The effective tax rate for the three and nine months ended September 30, 2025 was 29.00% and 35.14%, compared to 12.02% and 23.62% in the same period of the prior year, respectively. The increase in the effective tax rate for the three months ended September 30, 2025 was primarily due to the partial reversal of the valuation allowance in the prior period due to unrealized capital gain generated during the quarter that offset the overall capital loss recognized as of September 30, 2024, and lower tax benefits from employee stock-based compensation. The increase in the effective tax rate for the nine-month ended September 30, 2025 is primarily due to penalties related to a settlement with the DOJ that are not deductible for tax purposes.

The effective tax rate for the three and nine months ended September 30, 2025, differed from the U.S. federal statutory rate of 21% primarily due to state income taxes (net of federal benefit), tax benefits associated with employee shared-based compensation plans, federal research and development (“R&D”) credit benefit, change in valuation allowance, and penalties from a settlement with

the DOJ. The effective tax rate for the three and nine months ended September 30, 2024, differed from the U.S. federal statutory rate of 21% primarily due to state income taxes (net of federal benefit), tax benefits associated with employee share-based compensation plans, and federal R&D credit benefit and valuation allowance associated with the Company’s digital assets investments.

As of September 30, 2025, and December 31, 2024, the Company had $487 of unrecognized tax benefits, excluding interest and penalties. The Company’s practice is to recognize interest and penalty expenses related to uncertain tax positions, which was $207 and $155 as of September 30, 2025 and December 31, 2024, respectively.

On August 16, 2022, the Creating Helpful Incentives to Produce Semiconductors for America Act of 2022 (“CHIPS and Science Act”), and Inflation Reduction Act (“IRA”) were signed into law in the United States. Among other things, the CHIPS and Science Act provides incentives and tax credits for the global chip manufacturers who choose to set-up or expand existing operations in the United States. The IRA imposes a 15% corporate alternative minimum tax for tax years beginning after December 31, 2022, levies a 1% excise tax on net stock repurchases after December 31, 2022, and provides tax incentives to promote clean energy. The IRA is primarily applicable to large corporations with an annual revenue of $1 billion or over. Implementation of this act had no impact on the Company’s condensed consolidated financial statements as of September 30, 2025.
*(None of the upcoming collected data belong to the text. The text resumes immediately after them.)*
use strum::{EnumCount, EnumIter, FromRepr};

/// Identifiers for the metadata tables defined in ECMA-335 II.22.
///
/// The numeric values are the table numbers stored in the high byte of a
/// [`crate::metadata::token::Token`].
///
/// ## Table Categories
///
/// ### Core Type System
/// - **`Module`**, **`TypeDef`**, **`TypeRef`**, **`Field`**, **`MethodDef`**, **`Param`**
///
/// ### Member References
/// - **`MemberRef`**: References to members of other types or modules
/// - **`MethodSpec`**: Generic method instantiations
/// - **`TypeSpec`**: Constructed types (generic instances, arrays, pointers)
///
/// ### Scopes
/// - **`AssemblyRef`**, **`ModuleRef`**, **`Assembly`**, **`File`**, **`ExportedType`**
#[derive(Clone, Copy, PartialEq, Debug, EnumIter, EnumCount, FromRepr, Eq, Hash, PartialOrd, Ord)]
#[repr(u8)]
#[allow(missing_docs)]
pub enum TableId {
    Module = 0x00,
    TypeRef = 0x01,
    TypeDef = 0x02,
    Field = 0x04,
    MethodDef = 0x06,
    Param = 0x08,
    InterfaceImpl = 0x09,
    MemberRef = 0x0A,
    Constant = 0x0B,
    CustomAttribute = 0x0C,
    FieldMarshal = 0x0D,
    DeclSecurity = 0x0E,
    ClassLayout = 0x0F,
    FieldLayout = 0x10,
    StandAloneSig = 0x11,
    EventMap = 0x12,
    Event = 0x14,
    PropertyMap = 0x15,
    Property = 0x17,
    MethodSemantics = 0x18,
    MethodImpl = 0x19,
    ModuleRef = 0x1A,
    TypeSpec = 0x1B,
    ImplMap = 0x1C,
    FieldRVA = 0x1D,
    Assembly = 0x20,
    AssemblyProcessor = 0x21,
    AssemblyOS = 0x22,
    AssemblyRef = 0x23,
    AssemblyRefProcessor = 0x24,
    AssemblyRefOS = 0x25,
    File = 0x26,
    ExportedType = 0x27,
    ManifestResource = 0x28,
    NestedClass = 0x29,
    GenericParam = 0x2A,
    MethodSpec = 0x2B,
    GenericParamConstraint = 0x2C,
}

/// Number of row count slots, indexed by table number.
pub(crate) const TABLE_SLOTS: usize = TableId::GenericParamConstraint as usize + 1;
On July 4, 2025, the One Big Beautiful Bill Act (“OBBBA”) was signed into law, introducing significant changes to the U.S. corporate tax code. Key provisions that are expected to impact the Company include:

The permanent extension of 100% bonus depreciation for qualified property acquired on or after January 20, 2025.
The immediate expensing of domestic R&D expenditures effective for tax years beginning after December 31, 2024; and
The restoration of EBITDA-based limitations on the deductibility of business interest expense, effective for tax years beginning after December 31, 2024.

The financial effects of the provisions that are effective for tax years beginning after December 31, 2024, have been reflected in the Company’s income tax provision for the quarter ended September 30, 2025.

Under the Master Loan Agreement, the Lender will provide digital assets or cash in exchange for collateral. Per IRS Notice 2014-21, virtual currencies like Bitcoin are treated as property for federal tax purposes. Borrowing funds using property as collateral does not trigger a taxable event unless the asset is sold, exchanged, or otherwise disposed of. Accordingly, using Bitcoin as collateral does not result in a taxable transaction, and no gain or loss is recognized. As of September 30, 2025, the Company did not recognize any gain related to the loan for tax purposes and will continue to monitor the transaction.